Author: Philip Hazel Date: To: Graycode CC: pcre-dev Subject: Re: [pcre-dev] [Bug 1174] allow passing of pcre_{malloc, free,
stack_malloc, stack_free, callout} as parameters
Thanks for taking the time to post a useful discussion.
On Tue, 8 Nov 2011, Graycode wrote:
> I think it would be great if PCRE could invent a pcre_app_config()
> function whereby the application could specify its default
> limitations and configuration options. It should include things like
> the memory allocation / free vectors, match_limit_recursion,
> match_limit, etc. These are all currently present in PCRE, either
> as static variables or as members of the extra structure.
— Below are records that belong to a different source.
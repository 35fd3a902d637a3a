//! Shared HTTP client for the remote cross-encoder.
//!
//! Provides a configured [`reqwest::Client`] and maps transport errors onto
//! [`RerankError`] so callers can tell a soft outage from a hard failure.

use crate::config::RemoteConfig;
use crate::error::RerankError;

/// User-Agent sent when none is configured.
pub const DEFAULT_USER_AGENT: &str =
    concat!(env!("CARGO_PKG_NAME"), "/", env!("CARGO_PKG_VERSION"));

/// Build a [`reqwest::Client`] for remote scoring requests.
///
/// The client has the per-request timeout from config and the configured
/// User-Agent (or [`DEFAULT_USER_AGENT`]).
///
/// # Errors
///
/// Returns [`RerankError::Http`] if the client cannot be constructed.
pub fn build_client(config: &RemoteConfig) -> Result<reqwest::Client, RerankError> {
    let ua = config
        .user_agent
        .clone()
        .unwrap_or_else(|| DEFAULT_USER_AGENT.to_owned());

    reqwest::Client::builder()
        .timeout(config.timeout())
        .user_agent(ua)
        .build()
        .map_err(|e| RerankError::Http(format!("failed to build HTTP client: {e}")))
}

/// Map a transport error to the matching [`RerankError`] variant.
///
/// Timeouts and refused connections are soft failures; anything else is a
/// hard HTTP error.
pub fn classify_reqwest_error(err: &reqwest::Error) -> RerankError {
    if err.is_timeout() {
        RerankError::RemoteTimeout(err.to_string())
    } else if err.is_connect() {
        RerankError::RemoteUnavailable(format!("connection failed: {err}"))
    } else {
        RerankError::Http(format!("transport error: {err}"))
    }
}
All I'm
> suggesting is that a pcre_app_config() could establish default
> handing, and that new function could spread those settings back
> out into static variables that are private in the library.
I am not very knowledgeable about threads, but it seems to me that this
would not work, at least not in a Unix/Linux world (which is where I
operate) because the static variables would be shared by all threads.
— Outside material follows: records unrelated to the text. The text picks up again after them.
//! Error types for the evidence-rerank crate.
//!
//! Messages are stable lowercase strings. API keys and query text never
//! appear in error messages.

/// Errors that can occur while scoring, chunking or ranking evidence.
///
/// Only [`RerankError::Config`] and [`RerankError::Io`] ever reach callers of
/// the public ranking entry points; every other variant is absorbed by a
/// fallback path inside the engine.
#[derive(Debug, thiserror::Error)]
pub enum RerankError {
    /// The remote model is cold, removed, or remote scoring is disabled.
    #[error("remote reranker unavailable: {0}")]
    RemoteUnavailable(String),

    /// A remote scoring call exceeded its time bound.
    #[error("remote reranker timed out: {0}")]
    RemoteTimeout(String),

    /// The remote service answered with a body that could not be read.
    #[error("remote reranker protocol error: {0}")]
    RemoteProtocol(String),

    /// Transport failure or a non-soft error status from the remote service.
    #[error("HTTP error: {0}")]
    Http(String),

    /// The full-text collaborator failed for one document.
    #[error("enrichment error: {0}")]
    Enrichment(String),

    /// Chunking produced no usable passages.
    #[error("chunking error: {0}")]
    Chunking(String),

    /// Any other failure inside the two-stage flow.
    #[error("pipeline error: {0}")]
    Pipeline(String),

    /// Invalid configuration.
    #[error("config error: {0}")]
    Config(String),

    /// I/O error while reading configuration or input files.
    #[error("I/O error: {0}")]
    Io(#[from] std::io::Error),
}

impl RerankError {
    /// Returns `true` for remote failures that are expected in normal
    /// operation (cold model, removed model, timeout).
    pub fn is_soft_remote_failure(&self) -> bool {
        matches!(self, Self::RemoteUnavailable(_) | Self::RemoteTimeout(_))
    }
}

/// Convenience type alias for evidence-rerank results.
pub type Result<T> = std::result::Result<T, RerankError>;

#[cfg(test)]
mod tests {
    use super::*;

    #[test]
    fn display_remote_unavailable() {
        let err = RerankError::RemoteUnavailable("HTTP 503".into());
        assert_eq!(err.to_string(), "remote reranker unavailable: HTTP 503");
    }

    #[test]
    fn display_remote_timeout() {
        let err = RerankError::RemoteTimeout("exceeded 10000ms".into());
        assert_eq!(err.to_string(), "remote reranker timed out: exceeded 10000ms");
    }

    #[test]
    fn display_http() {
        let err = RerankError::Http("HTTP 500: boom".into());
        assert_eq!(err.to_string(), "HTTP error: HTTP 500: boom");
    }

    #[test]
    fn display_config() {
        let err = RerankError::Config("top_k must be greater than 0".into());
        assert_eq!(err.to_string(), "config error: top_k must be greater than 0");
    }

    #[test]
    fn soft_failures_are_classified() {
        assert!(RerankError::RemoteUnavailable("x".into()).is_soft_remote_failure());
        assert!(RerankError::RemoteTimeout("x".into()).is_soft_remote_failure());
        assert!(!RerankError::Http("x".into()).is_soft_remote_failure());
        assert!(!RerankError::RemoteProtocol("x".into()).is_soft_remote_failure());
        assert!(!RerankError::Pipeline("x".into()).is_soft_remote_failure());
    }

    #[test]
    fn io_error_converts() {
        let io = std::io::Error::new(std::io::ErrorKind::NotFound, "missing.toml");
        let err: RerankError = io.into();
        assert!(err.to_string().starts_with("I/O error"));
    }

    #[test]
    fn error_is_send_sync() {
        fn assert_send_sync<T: Send + Sync>() {}
        assert_send_sync::<RerankError>();
    }
}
Unless I am missing something (and that may well be true!) there is no
concept of "static variables that are private to the library" in
Unix/Linux. (I also suspect that in most Unix/Linux systems PCRE is
installed as a shared library.)
I do already have an item on the Wish List that reads as follows:
. Write a wrapper to maintain a structure with specified runtime
parameters, such as recurse limit, and pass these to PCRE each time
it is called. Also maybe malloc and free.
In a threaded world, such a wrapper would have to keep the data in
thread-local storage, possibly passed as an argument. Not really sure
how this would work.
> I suggest not requiring that pcre_callout be set that way. I think
> it's not-the-same kind of configuration option because it's more
> likely to have a different value for different threads of an
> application. Consider adding a pcre_callout call-back function
> pointer as a member of the extra structure that the application
> can assign, next to the callout_data pointer that's already there.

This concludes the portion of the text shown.